Some people become seriously ill when infected with SARS-CoV-2, while others develop only mild symptoms or no symptoms at all.
In addition to risk factors such as advanced age and chronic diseases, such as diabetes or cardiovascular diseases,
our genetic inheritance also contributes to the individual risk of severity of Covid-19.
In the autumn of 2020, Hugo Zeberg from the Max Planck Institute for Evolutionary Anthropology (MPI-EVA) of the Karolinska Institutet and Svante Pääbo, also from the Max Planck Institute,
showed that the human being has inherited the main genetic risk factor for the severe form of the Covid-19 from Neanderthals
.
In the spring of 2021, the same pair of researchers studied this variant in ancient human DNA and found that its frequency has increased significantly since the last Ice Age.
So, using data from the Genetics of Mortality in Critical Care (GenOMICC) consortium, Zeberg and Pääbo, in an article published in
the Proceedings of the National Academy of Sciences (PNAS)
showed that
a haplotype exists in a region of chromosome 12 associated with ICU risk when one becomes infected with the virus
.
This genetic imprint is an inheritance from the Neanderthals.
The key is that this region has the mission of coding for proteins that activate important enzymes during infections with RNA viruses.
Likewise, another article published in
Nature
, by researchers from the Karolinska Institute, demonstrated in a group of more than 3,000 patients that
there was a gene on chromosome 3 that predisposed to the risk of respiratory failure after infection
by the severe acute respiratory syndrome coronavirus 2 ( SARS-CoV-2).

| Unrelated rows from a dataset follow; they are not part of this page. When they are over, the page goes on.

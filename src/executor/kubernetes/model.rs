// src/executor/kubernetes/model.rs

//! The subset of the core/v1 Pod object this executor reads and writes.
//!
//! Field names follow the API's JSON schema; unknown fields sent by the API
//! server are ignored on deserialization.

use std::collections::BTreeMap;

use serde::{Deserialize, Serialize};

use crate::executor::TaskState;

#[derive(Debug, Clone, Serialize, Deserialize)]
#[serde(rename_all = "camelCase")]
pub struct Pod {
    #[serde(default = "default_api_version")]
    pub api_version: String,
    #[serde(default = "default_kind")]
    pub kind: String,
    pub metadata: ObjectMeta,
    #[serde(default)]
    pub spec: PodSpec,
    #[serde(default, skip_serializing_if = "Option::is_none")]
    pub status: Option<PodStatus>,
}

fn default_api_version() -> String {
    "v1".to_string()
}

fn default_kind() -> String {
    "Pod".to_string()
}

impl Pod {
    pub fn new(metadata: ObjectMeta, spec: PodSpec) -> Self {
        Self {
            api_version: default_api_version(),
            kind: default_kind(),
            metadata,
            spec,
            status: None,
        }
    }

    pub fn phase(&self) -> PodPhase {
        self.status.as_ref().map(|s| s.phase).unwrap_or_default()
    }

    pub fn pod_ip(&self) -> Option<&str> {
        self.status
            .as_ref()
            .and_then(|s| s.pod_ip.as_deref())
            .filter(|ip| !ip.is_empty())
    }

    /// Exit code of a terminated container, if the API reported one.
    pub fn exit_code(&self, container: &str) -> Option<i32> {
        self.status
            .as_ref()?
            .container_statuses
            .iter()
            .find(|cs| cs.name == container)?
            .state
            .as_ref()?
            .terminated
            .as_ref()
            .map(|t| t.exit_code)
    }
}

#[derive(Debug, Clone, Default, Serialize, Deserialize)]
#[serde(rename_all = "camelCase")]
pub struct ObjectMeta {
    pub name: String,
    #[serde(default, skip_serializing_if = "Option::is_none")]
    pub namespace: Option<String>,
    #[serde(default, skip_serializing_if = "BTreeMap::is_empty")]
    pub labels: BTreeMap<String, String>,
}

#[derive(Debug, Clone, Default, Serialize, Deserialize)]
#[serde(rename_all = "camelCase")]
pub struct PodSpec {
    #[serde(default)]
    pub containers: Vec<Container>,
    #[serde(default, skip_serializing_if = "Option::is_none")]
    pub restart_policy: Option<String>,
    #[serde(default)]
    pub host_network: bool,
    #[serde(default, skip_serializing_if = "Option::is_none")]
    pub termination_grace_period_seconds: Option<i64>,
}

#[derive(Debug, Clone, Default, Serialize, Deserialize)]
#[serde(rename_all = "camelCase")]
pub struct Container {
    pub name: String,
    pub image: String,
    #[serde(default)]
    pub command: Vec<String>,
    #[serde(default, skip_serializing_if = "Option::is_none")]
    pub resources: Option<ResourceRequirements>,
    #[serde(default, skip_serializing_if = "Option::is_none")]
    pub security_context: Option<SecurityContext>,
}

/// Quantities are kept in their string form (`"500m"`, `"1073741824"`).
#[derive(Debug, Clone, Default, Serialize, Deserialize)]
pub struct ResourceRequirements {
    #[serde(default, skip_serializing_if = "BTreeMap::is_empty")]
    pub requests: BTreeMap<String, String>,
    #[serde(default, skip_serializing_if = "BTreeMap::is_empty")]
    pub limits: BTreeMap<String, String>,
}

impl ResourceRequirements {
    pub fn is_empty(&self) -> bool {
        self.requests.is_empty() && self.limits.is_empty()
    }
}

#[derive(Debug, Clone, Default, Serialize, Deserialize)]
pub struct SecurityContext {
    #[serde(default, skip_serializing_if = "Option::is_none")]
    pub privileged: Option<bool>,
}

#[derive(Debug, Clone, Default, Serialize, Deserialize)]
#[serde(rename_all = "camelCase")]
pub struct PodStatus {
    #[serde(default)]
    pub phase: PodPhase,
    #[serde(default, rename = "podIP", skip_serializing_if = "Option::is_none")]
    pub pod_ip: Option<String>,
    #[serde(default, skip_serializing_if = "Option::is_none")]
    pub reason: Option<String>,
    #[serde(default, skip_serializing_if = "Option::is_none")]
    pub message: Option<String>,
    #[serde(default, skip_serializing_if = "Vec::is_empty")]
    pub container_statuses: Vec<ContainerStatus>,
}

#[derive(Debug, Clone, Default, Serialize, Deserialize)]
pub struct ContainerStatus {
    pub name: String,
    #[serde(default, skip_serializing_if = "Option::is_none")]
    pub state: Option<ContainerState>,
}

#[derive(Debug, Clone, Default, Serialize, Deserialize)]
pub struct ContainerState {
    #[serde(default, skip_serializing_if = "Option::is_none")]
    pub terminated: Option<ContainerStateTerminated>,
}

#[derive(Debug, Clone, Default, Serialize, Deserialize)]
#[serde(rename_all = "camelCase")]
pub struct ContainerStateTerminated {
    pub exit_code: i32,
    #[serde(default, skip_serializing_if = "Option::is_none")]
    pub reason: Option<String>,
}

/// Pod lifecycle phase as reported by the API server.
#[derive(Debug, Clone, Copy, PartialEq, Eq, Default, Serialize, Deserialize)]
pub enum PodPhase {
    #[default]
    Pending,
    Running,
    Succeeded,
    Failed,
    #[serde(other)]
    Unknown,
}

impl PodPhase {
    pub fn is_terminal(self) -> bool {
        matches!(self, PodPhase::Succeeded | PodPhase::Failed)
    }

    /// `Unknown` usually means the node lost contact; the pod may still run.
    pub fn task_state(self) -> TaskState {
        if self.is_terminal() {
            TaskState::Terminated
        } else {
            TaskState::Running
        }
    }
}

#[cfg(test)]
mod tests {
    use super::*;

    const RUNNING_POD: &str = r#"{
        "apiVersion": "v1",
        "kind": "Pod",
        "metadata": {"name": "swan-1", "namespace": "default", "uid": "abc"},
        "spec": {"containers": [{"name": "swan", "image": "img", "command": ["sh", "-c", "true"]}]},
        "status": {
            "phase": "Running",
            "podIP": "10.1.2.3",
            "containerStatuses": [{"name": "swan", "state": {"running": {"startedAt": "now"}}}]
        }
    }"#;

    #[test]
    fn deserializes_api_server_pod() {
        let pod: Pod = serde_json::from_str(RUNNING_POD).unwrap();
        assert_eq!(pod.metadata.name, "swan-1");
        assert_eq!(pod.phase(), PodPhase::Running);
        assert_eq!(pod.pod_ip(), Some("10.1.2.3"));
        assert_eq!(pod.exit_code("swan"), None);
    }

    #[test]
    fn reads_terminated_exit_code() {
        let pod: Pod = serde_json::from_str(
            r#"{"metadata": {"name": "p"}, "status": {"phase": "Failed",
                "containerStatuses": [{"name": "c", "state": {"terminated": {"exitCode": 137, "reason": "OOMKilled"}}}]}}"#,
        )
        .unwrap();
        assert_eq!(pod.phase(), PodPhase::Failed);
        assert_eq!(pod.exit_code("c"), Some(137));
        assert_eq!(pod.exit_code("other"), None);
    }

    #[test]
    fn unknown_phase_strings_map_to_unknown() {
        let status: PodStatus = serde_json::from_str(r#"{"phase": "Evicted"}"#).unwrap();
        assert_eq!(status.phase, PodPhase::Unknown);
        assert_eq!(status.phase.task_state(), TaskState::Running);
    }

    #[test]
    fn phases_map_onto_task_states() {
        assert_eq!(PodPhase::Pending.task_state(), TaskState::Running);
        assert_eq!(PodPhase::Running.task_state(), TaskState::Running);
        assert_eq!(PodPhase::Succeeded.task_state(), TaskState::Terminated);
        assert_eq!(PodPhase::Failed.task_state(), TaskState::Terminated);
    }

    #[test]
    fn serializes_without_empty_optionals() {
        let pod = Pod::new(
            ObjectMeta {
                name: "p".into(),
                ..ObjectMeta::default()
            },
            PodSpec::default(),
        );
        let json = serde_json::to_value(&pod).unwrap();
        assert_eq!(json["apiVersion"], "v1");
        assert_eq!(json["kind"], "Pod");
        assert!(json.get("status").is_none());
        assert!(json["metadata"].get("labels").is_none());
    }
}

The scientists were able to identify the variant by studying people of different ancestry, a fact they revealed underscored the importance of conducting clinical trials that include people of diverse ancestry.
In fact,
this gene has become unexpectedly common as a genetic variant inherited
from our ancestors.
Therefore, it is inferred that this component has had a favorable impact in the past.
"This major genetic risk factor for Covid-19 is so common that I started to wonder if it might actually be good for something, like providing protection against another infectious disease," explains Hugo Zeberg, the sole author of the new study in
PNAS
.
The genetic risk factor is located in
a region of chromosome 3
that consists of many genes.
There are several around you that
code for receptors in the immune system
.
One of these,
CCR5, is used by the HIV virus to infect white blood cells
.
Zeberg found that people who carried a high risk factor for severe Covid-19 had fewer CCR5 receptors.
This led him to see if they also had a lower risk of becoming infected with HIV.
Analyzing patient data from three major biobanks (FinnGen, UK Biobank and the Michigan Genomic Initiative), he found that
carriers of the Covid risk variant had a 27% lower risk of contracting HIV
.
"This shows how a genetic variant can be both good and bad news: negative, if a person gets SARS-CoV-2; and positive, because it offers protection against HIV infection."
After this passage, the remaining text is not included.